The Great Plotnik

Tuesday, January 22, 2008

Bill's Birthday at Milano



When The Great Plotnik was taking restaurant photos with On Line for Idiots, he always walked in right before the place opened for business. The ostensible reason was to take photos of the restaurant set up and looking beautiful but without any people in the shots who would require signed releases.

But Plotnik had a hidden agenda and that was to find restaurants that smelled great. (When the place is empty all you can smell is the food, not perfume and hair spray and people stink.) These were those rare spots that had that East Coast hard-to-describe aroma and homey feel that he (and all of us) can sense the second we walk through the front door. Of every twenty restaurants whose photos Plotnik snapped, perhaps he'd find one that met his criteria. He'd file the name away, and eventually take Ducknik back there for dinner.

SOMETIMES he got to review the place and eat for free, Glory Be to Saints James and Julia. But usually he had to pay, and the smell test never led him astray.

One of these places was Milano, on Russian Hill. Plotnik loved the place when he took its picture a few years ago, but had never been back until last night. Milano smells Italian, but not North Beach Italian, where they pump up the garlic just to get people to walk in off the street. It's Northern Italy Italian, sophisticated but not shmancy, with a menu that makes you want to try every single dish.

Plot and Duck have really gotten lucky to have fallen in with a group of people who have known each other for decades and who enjoy spending time with one another. This is the other variable for any restaurant -- you have to go there with people who like to eat. Being newbies in this group is a delight.



To be a superb Italian restaurant, you have to make a superb veal chop.
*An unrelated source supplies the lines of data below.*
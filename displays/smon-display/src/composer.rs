//! Dashboard and waiting screen
//!
//! ```text
//!  0 ┌──────────────────────────────┐
//!    │ 21C        Terminal          │  header, inverted
//! 10 ├──────────────────────────────┤
//!    │CPU:             ◠     ◠      │
//!    │[#####    ]      ■     ■      │  gauges left,
//!    │RAM:                          │  face right
//!    │[#######  ]         ‿         │
//!    │[==       ]                   │
//! 55 ├──────────────────────────────┤
//!    │ 21C  CPU 23%  RAM 7905MB  DI…│  ticker
//! 64 └──────────────────────────────┘
//! ```

use core::fmt::Write;

use heapless::String;
use smon_core::animation::{AnimationState, Face, Mood};
use smon_core::config::{GLYPH_WIDTH, SCREEN_WIDTH};
use smon_core::format::{clip_to_width, write_temperature};
use smon_core::telemetry::Snapshot;

use crate::canvas::{Canvas, Ink};

/// Fixed screen coordinates
pub mod layout {
    pub const HEADER_HEIGHT: i32 = 10;
    pub const HEADER_TEXT_X: i32 = 2;
    pub const HEADER_TEXT_Y: i32 = 2;
    /// Gap between temperature and title
    pub const HEADER_GAP: i32 = 4;

    pub const GAUGE_X: i32 = 2;
    pub const GAUGE_WIDTH: i32 = 40;
    pub const GAUGE_HEIGHT: i32 = 7;
    pub const LABEL_X: i32 = 0;
    pub const CPU_LABEL_Y: i32 = 12;
    pub const CPU_GAUGE_Y: i32 = 20;
    pub const RAM_LABEL_Y: i32 = 30;
    pub const RAM_GAUGE_Y: i32 = 38;
    pub const NET_GAUGE_Y: i32 = 47;
    pub const NET_GAUGE_HEIGHT: i32 = 5;

    /// Face centre at rest
    pub const FACE_X: i32 = 85;
    pub const FACE_Y: i32 = 33;
    pub const FACE_RADIUS: i32 = 20;
    pub const EYE_SPREAD: i32 = 10;
    pub const EYE_SIZE: i32 = 4;
    pub const EYE_RISE: i32 = 5;
    pub const MOUTH_DROP: i32 = 5;
    pub const MOUTH_WIDTH: i32 = 14;

    pub const TICKER_RULE_Y: i32 = 55;
    pub const TICKER_TEXT_Y: i32 = 57;

    pub const WAITING_LINES_Y: [i32; 4] = [0, 16, 28, 40];
}

use layout::*;

/// Paints complete frames onto a [`Canvas`]
#[derive(Debug, Clone)]
pub struct FrameComposer {
    baud: u32,
}

impl FrameComposer {
    /// `baud` is shown on the waiting screen
    pub const fn new(baud: u32) -> Self {
        Self { baud }
    }

    /// Static screen shown until the first valid message
    pub fn draw_waiting<C: Canvas>(&self, canvas: &mut C) -> Result<(), C::Error> {
        let mut baud: String<16> = String::new();
        let _ = write!(baud, "{} baud", self.baud);

        canvas.clear()?;
        let lines = ["Smart Monitor", "Waiting for data...", "Check host bridge", baud.as_str()];
        for (text, y) in lines.iter().zip(WAITING_LINES_Y) {
            canvas.text(0, y, text, Ink::On)?;
        }
        Ok(())
    }

    /// Full dashboard for the current state
    pub fn draw_dashboard<C: Canvas>(
        &self,
        canvas: &mut C,
        snapshot: &Snapshot,
        state: &AnimationState,
        face: &Face,
    ) -> Result<(), C::Error> {
        canvas.clear()?;
        draw_header(canvas, snapshot)?;
        draw_gauges(canvas, state)?;
        draw_face(canvas, face)?;
        draw_ticker(canvas, state)
    }
}

fn text_width(text: &str) -> i32 {
    text.chars().count() as i32 * GLYPH_WIDTH
}

fn draw_header<C: Canvas>(canvas: &mut C, snapshot: &Snapshot) -> Result<(), C::Error> {
    canvas.fill_rect(0, 0, SCREEN_WIDTH, HEADER_HEIGHT, Ink::On)?;

    let mut temp: String<12> = String::new();
    match snapshot.ambient_temp_c {
        Some(celsius) => {
            let _ = write_temperature(&mut temp, celsius);
        }
        None => {
            let _ = temp.push_str("--C");
        }
    }
    canvas.text(HEADER_TEXT_X, HEADER_TEXT_Y, &temp, Ink::Off)?;

    let title = if snapshot.active_app.is_empty() {
        "SMON"
    } else {
        snapshot.active_app.as_str()
    };
    let x_avail = HEADER_TEXT_X + text_width(&temp) + HEADER_GAP;
    let avail = (SCREEN_WIDTH - x_avail - HEADER_TEXT_X).max(0);
    let clipped = clip_to_width(title, avail, GLYPH_WIDTH);
    let x = (x_avail + (avail - text_width(clipped)) / 2).max(x_avail);
    canvas.text(x, HEADER_TEXT_Y, clipped, Ink::Off)
}

/// Filled width for `ratio` inside a gauge of `inner` pixels
fn fill_width(inner: i32, ratio: f32) -> i32 {
    ((inner as f32 * ratio + 0.5) as i32).clamp(0, inner)
}

fn draw_gauge<C: Canvas>(canvas: &mut C, y: i32, height: i32, ratio: f32) -> Result<(), C::Error> {
    canvas.draw_rect(GAUGE_X, y, GAUGE_WIDTH, height, Ink::On)?;
    let fill = fill_width(GAUGE_WIDTH - 2, ratio);
    if fill > 0 {
        canvas.fill_rect(GAUGE_X + 1, y + 1, fill, height - 2, Ink::On)?;
    }
    Ok(())
}

fn draw_gauges<C: Canvas>(canvas: &mut C, state: &AnimationState) -> Result<(), C::Error> {
    canvas.text(LABEL_X, CPU_LABEL_Y, "CPU:", Ink::On)?;
    draw_gauge(canvas, CPU_GAUGE_Y, GAUGE_HEIGHT, state.current.cpu)?;
    canvas.text(LABEL_X, RAM_LABEL_Y, "RAM:", Ink::On)?;
    draw_gauge(canvas, RAM_GAUGE_Y, GAUGE_HEIGHT, state.current.mem)?;
    draw_gauge(canvas, NET_GAUGE_Y, NET_GAUGE_HEIGHT, state.current.net)
}

fn draw_face<C: Canvas>(canvas: &mut C, face: &Face) -> Result<(), C::Error> {
    let cx = FACE_X;
    let cy = FACE_Y + face.bob;
    let eye_y = cy - EYE_RISE;
    let left_x = cx - EYE_SPREAD;
    let right_x = cx + EYE_SPREAD;
    let half = EYE_SIZE / 2;
    let left_h = if face.left_eye_closed { 1 } else { EYE_SIZE };
    let right_h = if face.right_eye_closed { 1 } else { EYE_SIZE };

    // Eyes
    if face.mood == Mood::Asleep {
        canvas.hline(left_x - half, eye_y, EYE_SIZE, Ink::On)?;
        canvas.hline(right_x - half, eye_y, EYE_SIZE, Ink::On)?;
    } else {
        canvas.fill_rect(left_x - half, eye_y - left_h / 2, EYE_SIZE, left_h, Ink::On)?;
        canvas.fill_rect(right_x - half, eye_y - right_h / 2, EYE_SIZE, right_h, Ink::On)?;
    }

    // Brows
    match face.mood {
        Mood::Happy => {
            for (x, h) in [(left_x, left_h), (right_x, right_h)] {
                let y = eye_y - h - 4;
                canvas.line(x - EYE_SIZE, y, x, y - 2, Ink::On)?;
                canvas.line(x, y - 2, x + EYE_SIZE, y, Ink::On)?;
            }
        }
        Mood::Sad => {
            let y = eye_y - left_h;
            canvas.line(left_x - EYE_SIZE, y - 1, left_x + EYE_SIZE, y, Ink::On)?;
            let y = eye_y - right_h;
            canvas.line(right_x - EYE_SIZE, y, right_x + EYE_SIZE, y - 1, Ink::On)?;
        }
        Mood::Neutral | Mood::Asleep => {}
    }

    // Mouth
    let mouth_y = cy + MOUTH_DROP;
    let mouth_half = MOUTH_WIDTH / 2;
    match face.mood {
        Mood::Happy => {
            canvas.line(cx - mouth_half, mouth_y + 2, cx, mouth_y + 4, Ink::On)?;
            canvas.line(cx, mouth_y + 4, cx + mouth_half, mouth_y + 2, Ink::On)?;
        }
        Mood::Sad => {
            canvas.line(cx - mouth_half, mouth_y + 2, cx, mouth_y, Ink::On)?;
            canvas.line(cx, mouth_y, cx + mouth_half, mouth_y + 2, Ink::On)?;
        }
        Mood::Neutral | Mood::Asleep => {
            canvas.hline(cx - mouth_half, mouth_y, MOUTH_WIDTH, Ink::On)?;
        }
    }

    if face.mood == Mood::Asleep {
        draw_bubble(canvas, cx + FACE_RADIUS - 4, cy - FACE_RADIUS + 4 - face.bubble_step as i32)?;
    }

    if face.sweating {
        let x = right_x + 2;
        let y = eye_y - 2;
        canvas.line(x, y, x + 1, y + 2, Ink::On)?;
        canvas.line(x + 1, y + 2, x, y + 4, Ink::On)?;
    }
    Ok(())
}

/// Two stacked Zs, the small one at `(x, y)`
fn draw_bubble<C: Canvas>(canvas: &mut C, x: i32, y: i32) -> Result<(), C::Error> {
    canvas.line(x, y, x + 3, y, Ink::On)?;
    canvas.line(x + 1, y - 1, x + 1, y + 2, Ink::On)?;
    canvas.line(x, y + 2, x + 3, y + 2, Ink::On)?;
    canvas.line(x + 5, y - 3, x + 8, y - 3, Ink::On)?;
    canvas.line(x + 6, y - 4, x + 6, y - 1, Ink::On)?;
    canvas.line(x + 5, y - 1, x + 8, y - 1, Ink::On)
}

fn draw_ticker<C: Canvas>(canvas: &mut C, state: &AnimationState) -> Result<(), C::Error> {
    canvas.hline(0, TICKER_RULE_Y, SCREEN_WIDTH, Ink::On)?;
    canvas.text(state.ticker.offset(), TICKER_TEXT_Y, state.ticker.text(), Ink::On)
}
Milano's is just that. Most restaurants don't put veal chops on the menu because not that many people order them, but The Great Plotnik once ate his way through Tuscany, ordering nothing but veal chops in each restaurant in every city. It may not be possible to match the beauty at Il Bambino in Florence, but that may have something to do with the fact that Plotnik and Ducknik were placed next to a Japanese couple who needed help ordering, and Plottie was studying Japanese at the time. So he got to translate from Japanese to Italian, and Italian to Japanese, two languages he still doesn't speak, and it was TONS o' fun. Then the veal chop came, the size of Nebraska and as beautiful as a Michelangelo. Oh, man.
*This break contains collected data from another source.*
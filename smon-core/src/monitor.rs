//! Monitor facade
//!
//! Ties the snapshot, animation state, liveness supervisor and the two frame
//! cadences together behind the three calls the display loop needs:
//! [`Monitor::ingest_line`] for every completed line, [`Monitor::poll_frame`]
//! to ask whether (and what) to draw, and the accessors the renderer reads.

use smon_protocol::DecodeError;

use crate::animation::{AnimationState, Animator, Face};
use crate::cadence::Cadence;
use crate::config::TimingConfig;
use crate::liveness::{LinkStatus, LivenessSupervisor};
use crate::metrics;
use crate::random::RandomSource;
use crate::telemetry::{self, Snapshot};
use crate::Millis;

/// What the display loop should paint this time round
#[derive(Debug, Clone, Copy, PartialEq, Eq)]
#[cfg_attr(feature = "defmt", derive(defmt::Format))]
pub enum Frame {
    /// Static waiting screen, nothing received yet
    Waiting,
    /// Animation advanced; draw the dashboard
    Dashboard,
}

/// Complete display-side state machine
pub struct Monitor<R> {
    snapshot: Snapshot,
    state: AnimationState,
    liveness: LivenessSupervisor,
    animator: Animator<R>,
    frame_gate: Cadence,
    waiting_gate: Cadence,
}

impl<R: RandomSource> Monitor<R> {
    pub fn new(rng: R, config: TimingConfig) -> Self {
        Self {
            snapshot: Snapshot::new(),
            state: AnimationState::new(),
            liveness: LivenessSupervisor::new(config.stale_after_ms),
            animator: Animator::new(rng, config),
            frame_gate: Cadence::new(config.frame_interval_ms),
            waiting_gate: Cadence::new(config.waiting_repaint_ms),
        }
    }

    /// Decode a completed line received at `now`
    ///
    /// On success the derived metrics are recomputed and the link counts as
    /// fresh. On failure nothing changes.
    pub fn ingest_line(&mut self, line: &[u8], now: Millis) -> Result<(), DecodeError> {
        telemetry::decode(line, &mut self.snapshot)?;
        metrics::recompute(&self.snapshot, &mut self.state);
        self.liveness.record_valid_message(now);
        Ok(())
    }

    /// Advance the animation unconditionally
    pub fn tick(&mut self, now: Millis) {
        self.animator.tick(now, &mut self.state, &self.liveness);
    }

    /// Decide what to draw at `now`, ticking the animation if due
    ///
    /// Returns `None` when the relevant cadence has not elapsed.
    pub fn poll_frame(&mut self, now: Millis) -> Option<Frame> {
        if self.is_waiting() {
            return self.waiting_gate.ready(now).then_some(Frame::Waiting);
        }
        if !self.frame_gate.ready(now) {
            return None;
        }
        self.tick(now);
        Some(Frame::Dashboard)
    }

    /// True until the first valid message
    pub fn is_waiting(&self) -> bool {
        !self.liveness.has_ever_received_data()
    }

    pub fn status(&self, now: Millis) -> LinkStatus {
        self.liveness.status(now)
    }

    pub fn snapshot(&self) -> &Snapshot {
        &self.snapshot
    }

    pub fn state(&self) -> &AnimationState {
        &self.state
    }

    pub fn face(&self, now: Millis) -> Face {
        self.state.face(now)
    }
}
Last night, one delicious dish followed another, but Ducknik's polenta with homemade Italian sausages was maybe the best of all. The salmon was better when Nettie made it smile.



Walking out, everyone met the owner, Aldo, who turns out to have also owned Palatino on Cortland Street, before it closed. Silent Bill, who knows everyone, recognized Aldo having dinner with his very Plotnikkie-looking family, and they reminisced about long-ago meals.

Then we all walked out in the rain. Mush was holding Bill's hand, but dropped it right before the shutter snapped. But you can see it, can't you?

3 Comments:

At 10:29 AM, Anonymous Anonymous said...

Thanks for such a fabulous evening, you two add so much! Lovely photos, too and I loved the Milano review!

 
At 11:50 AM, Anonymous Anonymous said...

"The salmon was better when Nettie made it smile."

I'm taking this to mean it was not served that way, right? (I like it when people play with their food - and that looks clever - but it makes me nervous when the restaurant does it.)

I'm sure the hand-unholding thing was unintentional. Mush was probably looking for parking meter change.

 
At 1:18 PM, Anonymous Anonymous said...

Fabulous food photos! I just wish you had included more! And that's a very sweet photo at the end. Sorry I didn't get to say good-bye in person, but I was pre-worrying about the Tomko thing and had to get home fast.